The reasons Trump was so historically unpopular speak positively to the values and integrity of the majority of American voters.
For the majority, lower taxes, rising incomes and even new jobs were not enough to compensate for Trump's pathological dishonesty and manifest unfitness to hold office — and this was before his denial and then half-hearted response to Covid-19, let alone his involvement in the attempted post-election coup.
This is cause for optimism that the US can move beyond Trumpism faster than some fear, especially if he is rightly convicted by the Senate and banned from standing for office again.
Every important US institution stood up to Trump's insurrection, including judges he appointed, including the three on the Supreme Court.
The social media giants have accepted there is a problem with their power to legitimise nonsense like pizzagate and QAnon.

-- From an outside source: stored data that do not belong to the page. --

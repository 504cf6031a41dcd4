//! Notification facade used by every page
//!
//! The storefront ships with notifications switched off: every call is
//! accepted and dropped, and confirmations are answered "yes" without asking
//! anyone. Pages only ever talk to [`NotificationManager`], so a notifier that
//! actually shows toasts or prompts can be dropped in without touching them.

use crate::config::NotificationMode;
use log::{error, info, warn};
use std::fmt;
use std::sync::atomic::{AtomicU64, Ordering};
use std::sync::Arc;

static NEXT_NOTIFICATION_ID: AtomicU64 = AtomicU64::new(1);

/// Hands out a fresh identifier; ids are unique per process, nothing more
pub fn next_notification_id() -> NotificationId {
    NotificationId(NEXT_NOTIFICATION_ID.fetch_add(1, Ordering::Relaxed))
}

#[derive(Debug, Clone, Copy, PartialEq, Eq, Hash, PartialOrd, Ord)]
pub struct NotificationId(pub u64);

#[derive(Debug, Clone, Copy, PartialEq, Eq)]
pub enum NotificationKind {
    Success,
    Error,
    Warning,
    Info,
    Confirm,
}

impl fmt::Display for NotificationKind {
    fn fmt(&self, f: &mut fmt::Formatter<'_>) -> fmt::Result {
        let name = match self {
            NotificationKind::Success => "success",
            NotificationKind::Error => "error",
            NotificationKind::Warning => "warning",
            NotificationKind::Info => "info",
            NotificationKind::Confirm => "confirm",
        };
        f.write_str(name)
    }
}

/// Something that can surface messages and ask yes/no questions
pub trait Notifier: Send + Sync {
    fn notify(&self, kind: NotificationKind, message: &str) -> NotificationId;

    /// Returns whether the user agreed
    fn confirm(&self, title: &str, message: &str) -> bool;

    fn remove(&self, _id: NotificationId) {}
}

/// Swallows everything and agrees to everything
#[derive(Debug, Clone, Copy, Default)]
pub struct SilentNotifier;

impl Notifier for SilentNotifier {
    fn notify(&self, _kind: NotificationKind, _message: &str) -> NotificationId {
        next_notification_id()
    }

    fn confirm(&self, _title: &str, _message: &str) -> bool {
        true
    }
}

/// Sends notifications to the log instead of the screen; still agrees to everything
#[derive(Debug, Clone, Copy, Default)]
pub struct LogNotifier;

impl Notifier for LogNotifier {
    fn notify(&self, kind: NotificationKind, message: &str) -> NotificationId {
        match kind {
            NotificationKind::Error => error!("[Notification] {}", message),
            NotificationKind::Warning => warn!("[Notification] {}", message),
            _ => info!("[Notification] {}: {}", kind, message),
        }
        next_notification_id()
    }

    fn confirm(&self, title: &str, message: &str) -> bool {
        info!("[Notification] auto-confirmed '{}': {}", title, message);
        true
    }
}

/// A notification request, optionally carrying a confirm continuation
pub struct Notification {
    pub kind: NotificationKind,
    pub title: Option<String>,
    pub message: String,
    on_confirm: Option<Box<dyn FnOnce() + Send>>,
}

impl Notification {
    pub fn new(kind: NotificationKind, message: impl Into<String>) -> Self {
        Self {
            kind,
            title: None,
            message: message.into(),
            on_confirm: None,
        }
    }

    pub fn title(mut self, title: impl Into<String>) -> Self {
        self.title = Some(title.into());
        self
    }

    pub fn on_confirm(mut self, f: impl FnOnce() + Send + 'static) -> Self {
        self.on_confirm = Some(Box::new(f));
        self
    }
}

impl fmt::Debug for Notification {
    fn fmt(&self, f: &mut fmt::Formatter<'_>) -> fmt::Result {
        f.debug_struct("Notification")
            .field("kind", &self.kind)
            .field("title", &self.title)
            .field("message", &self.message)
            .field("on_confirm", &self.on_confirm.is_some())
            .finish()
    }
}

/// Cheap-to-clone handle the pages use for all user feedback
#[derive(Clone)]
pub struct NotificationManager {
    notifier: Arc<dyn Notifier>,
}

impl Default for NotificationManager {
    fn default() -> Self {
        Self::silent()
    }
}

impl fmt::Debug for NotificationManager {
    fn fmt(&self, f: &mut fmt::Formatter<'_>) -> fmt::Result {
        f.debug_struct("NotificationManager").finish_non_exhaustive()
    }
}

impl NotificationManager {
    pub fn new(notifier: Arc<dyn Notifier>) -> Self {
        Self { notifier }
    }

    pub fn silent() -> Self {
        Self::new(Arc::new(SilentNotifier))
    }

    pub fn from_mode(mode: NotificationMode) -> Self {
        match mode {
            NotificationMode::Silent => Self::silent(),
            NotificationMode::Log => Self::new(Arc::new(LogNotifier)),
        }
    }

    pub fn success(&self, message: &str) -> NotificationId {
        self.notifier.notify(NotificationKind::Success, message)
    }

    pub fn error(&self, message: &str) -> NotificationId {
        self.notifier.notify(NotificationKind::Error, message)
    }

    pub fn warning(&self, message: &str) -> NotificationId {
        self.notifier.notify(NotificationKind::Warning, message)
    }

    pub fn info(&self, message: &str) -> NotificationId {
        self.notifier.notify(NotificationKind::Info, message)
    }

    /// Generic entry point; a confirm-kind notification runs its continuation
    /// as soon as the notifier agrees
    pub fn show(&self, notification: Notification) -> NotificationId {
        let Notification {
            kind,
            title,
            message,
            on_confirm,
        } = notification;

        if kind == NotificationKind::Confirm {
            let affirmed = self.notifier.confirm(title.as_deref().unwrap_or(""), &message);
            if affirmed {
                if let Some(f) = on_confirm {
                    f();
                }
            }
            return next_notification_id();
        }

        self.notifier.notify(kind, &message)
    }

    /// Asks for confirmation and, if granted, calls `on_confirm` before returning
    pub fn confirm<F: FnOnce()>(&self, title: &str, message: &str, on_confirm: F) -> NotificationId {
        if self.notifier.confirm(title, message) {
            on_confirm();
        }
        next_notification_id()
    }

    /// Like [`confirm`](Self::confirm) but reports the answer instead of
    /// taking a continuation, for async callers
    pub fn ask(&self, title: &str, message: &str) -> bool {
        self.notifier.confirm(title, message)
    }

    pub fn remove(&self, id: NotificationId) {
        self.notifier.remove(id);
    }
}
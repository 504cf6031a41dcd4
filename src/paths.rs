//! Path utilities and file system helpers

use crate::error::{Result, StorefrontError};
use std::path::PathBuf;

/// Application identifier used for the per-user data directory
pub const APP_IDENTIFIER: &str = "com.furnilayout.storefront";

/// Gets the application data directory
pub fn get_app_data_dir() -> Result<PathBuf> {
    dirs::data_dir()
        .map(|p| p.join(APP_IDENTIFIER))
        .ok_or_else(|| StorefrontError::Config("Could not find app data directory".to_string()))
}

/// Gets the storefront configuration file path
pub fn get_config_path() -> Result<PathBuf> {
    get_app_data_dir().map(|p| p.join("config.json"))
}
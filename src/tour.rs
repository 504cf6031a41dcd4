//! Virtual tour page: an opaque 3D viewer plus a two-state mode switch that
//! decides which side panel sits next to it.

use crate::api::CatalogApi;
use crate::contact::{ContactModal, ModalSlot};
use crate::navigation::Navigation;
use crate::notify::NotificationManager;
use std::fmt;
use std::sync::Arc;
use std::time::Duration;

pub const TOUR_PROPERTY_NAME: &str = "Virtual Tour Properti";

#[derive(Debug, Clone, Copy, PartialEq, Eq, Default)]
pub enum TourMode {
    #[default]
    Explore,
    Inspect,
}

impl TourMode {
    /// Value handed to the embedded viewer
    pub fn as_str(&self) -> &'static str {
        match self {
            TourMode::Explore => "explore",
            TourMode::Inspect => "inspect",
        }
    }

    pub fn label(&self) -> &'static str {
        match self {
            TourMode::Explore => "Mode: Eksplorasi Virtual Tour",
            TourMode::Inspect => "Mode: Inspect Rumah",
        }
    }
}

impl fmt::Display for TourMode {
    fn fmt(&self, f: &mut fmt::Formatter<'_>) -> fmt::Result {
        f.write_str(self.as_str())
    }
}

/// Side panel shown while inspecting
#[derive(Debug, Clone, PartialEq, Eq)]
pub struct InfoPanel {
    pub title: &'static str,
    pub tips: &'static [&'static str],
}

static INSPECT_PANEL: InfoPanel = InfoPanel {
    title: "Mode Inspect Rumah",
    tips: &[
        "Klik pada objek untuk melihat detail",
        "Gunakan mouse untuk zoom in/out",
        "Lihat dimensi dan spesifikasi ruangan",
    ],
};

pub struct VirtualTourPage {
    api: Arc<dyn CatalogApi>,
    notifications: NotificationManager,
    close_delay: Duration,
    mode: TourMode,
    contact: ModalSlot,
}

impl VirtualTourPage {
    pub fn new(api: Arc<dyn CatalogApi>, notifications: NotificationManager, close_delay: Duration) -> Self {
        Self {
            api,
            notifications,
            close_delay,
            mode: TourMode::default(),
            contact: ModalSlot::default(),
        }
    }

    pub fn mode(&self) -> TourMode {
        self.mode
    }

    pub fn explore(&mut self) {
        self.mode = TourMode::Explore;
    }

    pub fn inspect(&mut self) {
        self.mode = TourMode::Inspect;
    }

    pub fn info_panel(&self) -> Option<&'static InfoPanel> {
        match self.mode {
            TourMode::Inspect => Some(&INSPECT_PANEL),
            TourMode::Explore => None,
        }
    }

    /// Jump to the layout designer; the tour keeps no state about it
    pub fn auto_layout(&self) -> Navigation {
        Navigation::designer()
    }

    pub fn back_home(&self) -> Navigation {
        Navigation::Home
    }

    pub fn contact_agent(&mut self) -> &mut ContactModal {
        let modal = ContactModal::new(
            Arc::clone(&self.api),
            self.notifications.clone(),
            TOUR_PROPERTY_NAME,
            self.close_delay,
        );
        self.contact.open(modal)
    }

    pub fn contact_modal(&mut self) -> Option<&mut ContactModal> {
        self.contact.get()
    }

    pub fn close_contact(&mut self) {
        self.contact.close();
    }
}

President Biden has given the patriotic, inspirational, values-based speech that every new president has managed in modern times, except for Trump. He did so in the usual place and at the usual time, despite Covid and security concerns.
Symbolically, McConnell and House Republican leader Kevin McCarthy joined Biden and Democrat Senate and House leaders Chuck Schumer and Nancy Pelosi for prayers prior to the inauguration.
Trump's Vice-President Mike Pence rejected his boss' farewell event and attended the inauguration instead.
Former Republican President George W. Bush attended with former Democrat Presidents Obama and Bill Clinton, as did Bush Snr's Vice-President Dan Quayle.
Bush Jnr's controversial Vice-President Dick Cheney could not attend for health reasons, but let it be known he was proud his daughter Liz was one of 10 House Republicans who voted for Trump to be impeached.
Carter, now 96 and frail, sent his best wishes. It was the return to unity and civility Biden called for.
A final indictment of Trump's rule is not so much that he declined to be a menace at Biden's inauguration but that the new president giving the expected speech and all other living presidents acting with the usual decorum is necessary to remark upon.
There is still a long way to go.
Hitler never won a majority of German voters either and, if anything, the conspiracy Trump has trained his supporters to believe is even more elaborate than stories of the so-called November criminals of 1918 and ancient European anti-Semitism.
Since his campaign alleging Obama was a Kenyan-born Muslim terrorist, Trump and his enablers have fostered belief in a pizzeria-based cannibalistic-paedophile network that involves pretty much everyone who attended Biden's inauguration.
Still, remember they are a minority. And yesterday at least, the United States proved it can once again be something like the shining city upon the hill that it has been for so many for so long.
If that is too hifalutin', the other good news is that Wall Street surged again after Biden was sworn in.
- Matthew Hooton is an Auckland-based PR consultant.